use std::cell::Cell;
use std::collections::{HashMap, HashSet};
use std::rc::Rc;

use rand::{Rng, SeedableRng};
use rand_chacha::ChaCha8Rng;

use super::{apply, sorted};
use crate::node::{FlattenNode, NetworkNode, Source, UniInput};
use crate::test_utils::{uni, Event, RecordingLifecycle};
use crate::tuple::TupleId;

type Values = (Vec<i32>,);

fn values((values,): &Values) -> Vec<i32> {
    values.clone()
}

fn single(_: &Values, value: &i32) -> (i32,) {
    (*value,)
}

type Node = FlattenNode<Values, i32, Vec<i32>, (i32,), fn(&Values) -> Vec<i32>, fn(&Values, &i32) -> (i32,)>;

fn node() -> (Node, RecordingLifecycle<(i32,)>) {
    let mut node: Node = FlattenNode::new(
        values as fn(&Values) -> Vec<i32>,
        single as fn(&Values, &i32) -> (i32,),
    );
    let recorder = RecordingLifecycle::new();
    node.connect(Box::new(recorder.clone()));
    (node, recorder)
}

fn out(raw: u64) -> TupleId {
    TupleId::new(raw)
}

#[test]
fn test_calls_only_stage_until_flush() {
    let calls = Rc::new(Cell::new(0));
    let counter = Rc::clone(&calls);
    let mut node = FlattenNode::new(
        move |(values,): &Values| {
            counter.set(counter.get() + 1);
            values.clone()
        },
        |_: &Values, value: &i32| (*value,),
    );
    let recorder = RecordingLifecycle::new();
    node.connect(Box::new(recorder.clone()));

    node.input().stage_insert(&uni(0, vec![1, 2]));
    node.input().stage_update(&uni(0, vec![1, 2, 3]));
    assert_eq!(calls.get(), 0);
    assert!(recorder.events().is_empty());
    assert!(!node.is_settled());

    let emitted = node.flush();
    assert_eq!(calls.get(), 1);
    assert_eq!(emitted.inserts, 3);
    assert_eq!(recorder.take().len(), 3);
    assert!(node.is_settled());
}

#[test]
fn test_insert_then_retract_before_flush_is_invisible() {
    let calls = Rc::new(Cell::new(0));
    let counter = Rc::clone(&calls);
    let mut node = FlattenNode::new(
        move |(values,): &Values| {
            counter.set(counter.get() + 1);
            values.clone()
        },
        |_: &Values, value: &i32| (*value,),
    );
    let recorder = RecordingLifecycle::new();
    node.connect(Box::new(recorder.clone()));

    node.input().stage_insert(&uni(0, vec![1, 2]));
    node.input().stage_retract(TupleId::new(0));

    assert!(node.flush().is_empty());
    assert_eq!(calls.get(), 0);
    assert!(recorder.events().is_empty());
}

#[test]
fn test_insert_emits_one_tuple_per_value() {
    let (mut node, recorder) = node();
    node.input().stage_insert(&uni(0, vec![1, 2, 2]));
    node.flush();

    assert_eq!(
        recorder.take(),
        vec![
            Event::Insert(out(0), (1,)),
            Event::Insert(out(1), (2,)),
            Event::Insert(out(2), (2,)),
        ]
    );
}

#[test]
fn test_update_diffs_value_multisets() {
    let (mut node, recorder) = node();
    node.input().stage_insert(&uni(0, vec![1, 2, 2]));
    node.flush();
    recorder.take();

    node.input().stage_update(&uni(0, vec![2, 3]));
    let emitted = node.flush();

    // 2: one of two handles reused, 1: gone, 3: new.
    assert_eq!((emitted.inserts, emitted.updates, emitted.retracts), (1, 1, 2));
    assert_eq!(
        recorder.take(),
        vec![
            Event::Update(out(1), (2,)),
            Event::Insert(out(3), (3,)),
            Event::Retract(out(0)),
            Event::Retract(out(2)),
        ]
    );
    assert_eq!(
        node.materialized(TupleId::new(0)),
        vec![(2, out(1)), (3, out(3))]
    );
}

#[test]
fn test_update_with_same_values_updates_in_place() {
    let (mut node, recorder) = node();
    node.input().stage_insert(&uni(0, vec![5, 5]));
    node.flush();
    recorder.take();

    node.input().stage_update(&uni(0, vec![5, 5]));
    node.flush();
    assert_eq!(
        recorder.take(),
        vec![Event::Update(out(0), (5,)), Event::Update(out(1), (5,))]
    );
}

#[test]
fn test_reordered_values_reuse_every_handle() {
    let (mut node, recorder) = node();
    node.input().stage_insert(&uni(0, vec![1, 2]));
    node.flush();
    recorder.take();

    node.input().stage_update(&uni(0, vec![2, 1]));
    let emitted = node.flush();
    assert_eq!((emitted.inserts, emitted.updates, emitted.retracts), (0, 2, 0));
    assert_eq!(
        node.materialized(TupleId::new(0)),
        vec![(2, out(1)), (1, out(0))]
    );
}

#[test]
fn test_retract_removes_every_materialized_tuple() {
    let (mut node, recorder) = node();
    node.input().stage_insert(&uni(0, vec![1, 2, 3]));
    node.flush();
    recorder.take();

    node.input().stage_retract(TupleId::new(0));
    let emitted = node.flush();
    assert_eq!(emitted.retracts, 3);
    assert!(node.materialized(TupleId::new(0)).is_empty());
}

#[test]
fn test_empty_flush_emits_nothing() {
    let (mut node, recorder) = node();
    node.input().stage_insert(&uni(0, vec![1]));
    node.flush();
    recorder.take();

    assert!(node.flush().is_empty());
    assert!(recorder.events().is_empty());
}

#[test]
fn test_random_updates_keep_outputs_equal_to_mapping() {
    let mut rng = ChaCha8Rng::seed_from_u64(7);
    let (mut node, recorder) = node();
    let mut alive = HashMap::new();
    let mut sources: HashMap<u64, Vec<i32>> = HashMap::new();
    // Retracted this flush; their ids come back after it.
    let mut retired = HashSet::new();

    for step in 0..300 {
        let id = rng.random_range(0..6u64);
        let values: Vec<i32> = (0..rng.random_range(0..5))
            .map(|_| rng.random_range(0..4))
            .collect();
        if retired.contains(&id) {
            // Back after the next flush.
        } else if !sources.contains_key(&id) {
            node.input().stage_insert(&uni(id, values.clone()));
            sources.insert(id, values);
        } else if rng.random_bool(0.2) {
            node.input().stage_retract(TupleId::new(id));
            sources.remove(&id);
            retired.insert(id);
        } else {
            node.input().stage_update(&uni(id, values.clone()));
            sources.insert(id, values);
        }
        if step % 3 == 0 {
            node.flush();
            retired.clear();
            apply(&mut alive, recorder.take());

            let mut expected: Vec<(i32,)> = sources
                .values()
                .flat_map(|values| values.iter().map(|v| (*v,)))
                .collect();
            expected.sort();
            assert_eq!(sorted(&alive), expected, "step {}", step);
        }
    }
}

type Letters = (Vec<char>,);

type LetterNode = FlattenNode<
    Letters,
    char,
    Vec<char>,
    (char,),
    fn(&Letters) -> Vec<char>,
    fn(&Letters, &char) -> (char,),
>;

fn letters((letters,): &Letters) -> Vec<char> {
    letters.clone()
}

fn letter(_: &Letters, value: &char) -> (char,) {
    (*value,)
}

fn letter_node() -> (LetterNode, RecordingLifecycle<(char,)>) {
    let mut node: LetterNode = FlattenNode::new(
        letters as fn(&Letters) -> Vec<char>,
        letter as fn(&Letters, &char) -> (char,),
    );
    let recorder = RecordingLifecycle::new();
    node.connect(Box::new(recorder.clone()));
    (node, recorder)
}

fn letter_tuple(id: u64, values: &str) -> crate::tuple::Tuple<Letters> {
    uni(id, values.chars().collect())
}

#[test]
fn test_retracting_sources_retracts_only_their_outputs() {
    let (mut node, recorder) = letter_node();
    let mut alive = HashMap::new();

    node.input().stage_insert(&letter_tuple(1, "AB"));
    node.input().stage_insert(&letter_tuple(2, "BC"));
    let emitted = node.flush();
    assert_eq!((emitted.inserts, emitted.retracts), (4, 0));
    apply(&mut alive, recorder.take());
    assert_eq!(sorted(&alive), vec![('A',), ('B',), ('B',), ('C',)]);
    let from_second: HashSet<TupleId> = node
        .materialized(TupleId::new(2))
        .into_iter()
        .map(|(_, id)| id)
        .collect();

    node.input().stage_retract(TupleId::new(1));
    let emitted = node.flush();
    assert_eq!((emitted.inserts, emitted.updates, emitted.retracts), (0, 0, 2));
    apply(&mut alive, recorder.take());
    assert_eq!(sorted(&alive), vec![('B',), ('C',)]);
    let still_alive: HashSet<TupleId> = alive.keys().copied().collect();
    assert_eq!(still_alive, from_second);

    node.input().stage_retract(TupleId::new(2));
    let emitted = node.flush();
    assert_eq!(emitted.retracts, 2);
    apply(&mut alive, recorder.take());
    assert!(alive.is_empty());

    assert!(node.flush().is_empty());
    assert!(recorder.events().is_empty());
}

#[test]
fn test_update_to_repeated_values() {
    let (mut node, recorder) = letter_node();
    node.input().stage_insert(&letter_tuple(0, "AB"));
    node.flush();
    recorder.take();

    node.input().stage_update(&letter_tuple(0, "BXB"));
    let emitted = node.flush();
    assert_eq!((emitted.inserts, emitted.updates, emitted.retracts), (2, 1, 1));

    let mut inserted = Vec::new();
    let mut updated = Vec::new();
    let mut retracted = Vec::new();
    for event in recorder.take() {
        match event {
            Event::Insert(_, (value,)) => inserted.push(value),
            Event::Update(_, (value,)) => updated.push(value),
            Event::Retract(id) => retracted.push(id),
        }
    }
    inserted.sort();
    assert_eq!(inserted, vec!['B', 'X']);
    assert_eq!(updated, vec!['B']);
    // The handle that carried 'A'.
    assert_eq!(retracted, vec![out(0)]);
}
__________________________________________________
**EXERCISE INSTRUCTIONS:** The answer must be a single number: the count of lines in the listing that hold the word "step".

**OUTPUT FOR THIS EXERCISE:** 3